1.
All Gaul is divided into three parts, one of which the Belgae inhabit, the Aquitani
another, those who in their own language are called Celts, in our Gauls, the third. All these
differ from each other in language, customs and laws. The river Garonne separates the Gauls from the
Aquitani; the
Marne
and the
Seine
separate them from the Belgae. Of all these, the
Belgae are the bravest, because they are furthest from the
civilization and refinement of [our] Province, and merchants least frequently
resort to them, and import those things which tend to effeminate the mind; and
they are the nearest to the Germans, who dwell beyond
the
Rhine
, with whom they are continually waging war; for which reason the Helvetii also surpass the rest of the Gauls in valor, as they contend with the Germans in almost daily battles, when they either repel
them from their own territories, or themselves wage war on their frontiers.

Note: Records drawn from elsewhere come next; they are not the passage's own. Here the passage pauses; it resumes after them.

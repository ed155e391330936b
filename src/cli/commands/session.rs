use anyhow::{anyhow, Result};
use clap::{builder::PossibleValuesParser, Arg, ArgAction, ArgMatches, Command};
use std::time::Duration;

use crate::{
    api::SessionBackend,
    auth::{RefreshPolicy, SessionConfig},
};

pub const ARG_SESSION_STORE: &str = "session-store";
pub const ARG_ACCESS_TTL: &str = "access-ttl-seconds";
pub const ARG_REFRESH_TTL: &str = "refresh-ttl-seconds";
pub const ARG_STORE_TIMEOUT: &str = "store-timeout-ms";
pub const ARG_REFRESH_POLICY: &str = "refresh-policy";
pub const ARG_COOKIE_SECURE: &str = "cookie-secure";
pub const ARG_TRUST_PROXY_HEADERS: &str = "trust-proxy-headers";
pub const ARG_RESOURCE_FROM_PATH: &str = "resource-from-path";

#[derive(Debug, Clone)]
pub struct Options {
    pub backend: SessionBackend,
    pub access_ttl_seconds: u64,
    pub refresh_ttl_seconds: u64,
    pub store_timeout_ms: u64,
    pub refresh_policy: RefreshPolicy,
    pub cookie_secure: bool,
    pub trust_proxy_headers: bool,
    pub resource_from_path: bool,
}

impl Options {
    /// Parse session and admission arguments from matches.
    ///
    /// # Errors
    /// Returns an error for unknown backends or policies and zero durations.
    pub fn parse(matches: &ArgMatches) -> Result<Self> {
        let backend = match matches.get_one::<String>(ARG_SESSION_STORE).map(String::as_str) {
            Some("postgres") | None => SessionBackend::Postgres,
            Some("memory") => SessionBackend::Memory,
            Some(other) => return Err(anyhow!("unknown session store: {other}")),
        };
        let refresh_policy = match matches.get_one::<String>(ARG_REFRESH_POLICY).map(String::as_str) {
            Some("revoke") | None => RefreshPolicy::RevokePrevious,
            Some("expire") => RefreshPolicy::LeaveToExpire,
            Some(other) => return Err(anyhow!("unknown refresh policy: {other}")),
        };

        let positive = |id: &str, default: u64| -> Result<u64> {
            let value = matches.get_one::<u64>(id).copied().unwrap_or(default);
            if value == 0 {
                Err(anyhow!("--{id} must be greater than zero"))
            } else {
                Ok(value)
            }
        };

        Ok(Self {
            backend,
            access_ttl_seconds: positive(ARG_ACCESS_TTL, 1800)?,
            refresh_ttl_seconds: positive(ARG_REFRESH_TTL, 604_800)?,
            store_timeout_ms: positive(ARG_STORE_TIMEOUT, 2000)?,
            refresh_policy,
            cookie_secure: matches.get_flag(ARG_COOKIE_SECURE),
            trust_proxy_headers: matches.get_flag(ARG_TRUST_PROXY_HEADERS),
            resource_from_path: matches.get_flag(ARG_RESOURCE_FROM_PATH),
        })
    }

    #[must_use]
    pub fn session_config(&self) -> SessionConfig {
        SessionConfig::new()
            .with_access_ttl(Duration::from_secs(self.access_ttl_seconds))
            .with_refresh_ttl(Duration::from_secs(self.refresh_ttl_seconds))
            .with_store_timeout(Duration::from_millis(self.store_timeout_ms))
            .with_refresh_policy(self.refresh_policy)
    }
}

#[must_use]
pub fn with_args(command: Command) -> Command {
    let command = with_session_args(command);
    with_admission_args(command)
}

fn with_session_args(command: Command) -> Command {
    command
        .arg(
            Arg::new(ARG_SESSION_STORE)
                .long(ARG_SESSION_STORE)
                .help("Where session records are kept")
                .env("PALESTRA_SESSION_STORE")
                .default_value("postgres")
                .value_parser(PossibleValuesParser::new(["postgres", "memory"])),
        )
        .arg(
            Arg::new(ARG_ACCESS_TTL)
                .long(ARG_ACCESS_TTL)
                .help("Access session TTL in seconds")
                .env("PALESTRA_ACCESS_TTL_SECONDS")
                .default_value("1800")
                .value_parser(clap::value_parser!(u64)),
        )
        .arg(
            Arg::new(ARG_REFRESH_TTL)
                .long(ARG_REFRESH_TTL)
                .help("Refresh session TTL in seconds")
                .env("PALESTRA_REFRESH_TTL_SECONDS")
                .default_value("604800")
                .value_parser(clap::value_parser!(u64)),
        )
        .arg(
            Arg::new(ARG_STORE_TIMEOUT)
                .long(ARG_STORE_TIMEOUT)
                .help("Upper bound for every session or permission store call, in milliseconds")
                .env("PALESTRA_STORE_TIMEOUT_MS")
                .default_value("2000")
                .value_parser(clap::value_parser!(u64)),
        )
        .arg(
            Arg::new(ARG_REFRESH_POLICY)
                .long(ARG_REFRESH_POLICY)
                .help("What happens to the access session presented on refresh")
                .env("PALESTRA_REFRESH_POLICY")
                .default_value("revoke")
                .value_parser(PossibleValuesParser::new(["revoke", "expire"])),
        )
        .arg(
            Arg::new(ARG_COOKIE_SECURE)
                .long(ARG_COOKIE_SECURE)
                .help("Mark session cookies Secure")
                .env("PALESTRA_COOKIE_SECURE")
                .action(ArgAction::SetTrue),
        )
}

fn with_admission_args(command: Command) -> Command {
    command
        .arg(
            Arg::new(ARG_TRUST_PROXY_HEADERS)
                .long(ARG_TRUST_PROXY_HEADERS)
                .help("Take the client address from X-Forwarded-For / X-Real-IP")
                .env("PALESTRA_TRUST_PROXY_HEADERS")
                .action(ArgAction::SetTrue),
        )
        .arg(
            Arg::new(ARG_RESOURCE_FROM_PATH)
                .long(ARG_RESOURCE_FROM_PATH)
                .help("Derive the governed resource from the request path instead of the route tag")
                .env("PALESTRA_RESOURCE_FROM_PATH")
                .action(ArgAction::SetTrue),
        )
}
//! Start-up provisioning of the system role, its optional user and its
//! full-access permission rows.

use anyhow::{anyhow, Context, Result};
use secrecy::{ExposeSecret, SecretString};
use tracing::{info, instrument};

use crate::{
    auth::{password::hash_password_blocking, PermissionService},
    store::{IdentityStore, NewPrincipal, Role, WriteOutcome},
};

/// Service identity created at start-up when configured.
#[derive(Debug)]
pub struct SystemUser {
    pub email: String,
    pub password: SecretString,
}

/// Ensure the system role, the system user and the system permissions exist.
/// Safe to run on every start.
///
/// # Errors
/// Store failures.
#[instrument(skip(identities, permissions, system_user))]
pub async fn run(
    identities: &dyn IdentityStore,
    permissions: &PermissionService,
    system_role: &str,
    system_user: Option<SystemUser>,
) -> Result<Role> {
    let role = ensure_role(identities, system_role).await?;

    if let Some(user) = system_user {
        ensure_user(identities, &role, user).await?;
    }

    let written = permissions
        .bootstrap_system_permissions(role.id)
        .await
        .context("failed to bootstrap system permissions")?;
    info!(role_id = role.id, written, "System role ready");

    Ok(role)
}

async fn ensure_role(identities: &dyn IdentityStore, name: &str) -> Result<Role> {
    if let Some(role) = identities.role_by_name(name).await? {
        return Ok(role);
    }
    match identities.insert_role(name).await? {
        WriteOutcome::Written(role) => {
            info!(role_id = role.id, "Created system role {name}");
            Ok(role)
        }
        // Another instance created it first.
        WriteOutcome::Conflict | WriteOutcome::NotFound => identities
            .role_by_name(name)
            .await?
            .ok_or_else(|| anyhow!("system role {name} could not be created")),
    }
}

async fn ensure_user(identities: &dyn IdentityStore, role: &Role, user: SystemUser) -> Result<()> {
    if identities.credentials_by_email(&user.email).await?.is_some() {
        return Ok(());
    }
    let password_hash = hash_password_blocking(user.password.expose_secret().to_string()).await?;
    match identities
        .insert_principal(NewPrincipal {
            email: user.email,
            name: "System".to_string(),
            surname: "User".to_string(),
            role_id: role.id,
            password_hash,
        })
        .await?
    {
        WriteOutcome::Written(principal) => info!(id = principal.id, "Created system user"),
        WriteOutcome::Conflict => {}
        WriteOutcome::NotFound => return Err(anyhow!("system role vanished during bootstrap")),
    }
    Ok(())
}

#[cfg(test)]
mod tests {
    use super::*;
    use crate::{auth::password::verify_password, store::memory::MemoryStore};
    use std::sync::Arc;

    #[tokio::test]
    async fn bootstrap_is_idempotent() -> Result<()> {
        let store = Arc::new(MemoryStore::new());
        let permissions = PermissionService::new(store.clone(), store.clone());

        let user = || SystemUser {
            email: "system@palestra.dev".to_string(),
            password: SecretString::from("s3cret".to_string()),
        };

        let first = run(store.as_ref(), &permissions, "system", Some(user())).await?;
        let second = run(store.as_ref(), &permissions, "system", Some(user())).await?;
        assert_eq!(first, second);

        assert_eq!(store.list_roles().await?.len(), 1);
        let rows = permissions.list_by_role(first.id).await?;
        assert_eq!(rows.len(), permissions.list_resources().await?.len());

        let credentials = store
            .credentials_by_email("system@palestra.dev")
            .await?
            .ok_or_else(|| anyhow!("system user missing"))?;
        assert_eq!(credentials.principal.role_id, first.id);
        assert!(verify_password("s3cret", &credentials.password_hash));
        Ok(())
    }

    #[tokio::test]
    async fn existing_role_is_reused() -> Result<()> {
        let store = Arc::new(MemoryStore::new());
        let existing = store.add_role("system");
        let permissions = PermissionService::new(store.clone(), store.clone());
        let role = run(store.as_ref(), &permissions, "system", None).await?;
        assert_eq!(role, existing);
        Ok(())
    }
}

One
part of these, which it has been said that the Gauls
occupy, takes its beginning at the river
Rhone
; it is bounded by the river Garonne, the ocean, and
the territories of the Belgae; it borders, too, on the side of the
Sequani and the Helvetii, upon the
river
Rhine
, and stretches toward the north. The Belgae rises from the
extreme frontier of Gaul, extend to the lower part
of the river
Rhine
; and look toward the north and the rising sun.
Aquitania
extends from the river Garonne to the Pyrenaean mountains and to that part of the ocean which
is near Spain: it looks between the
setting of the sun, and the north star.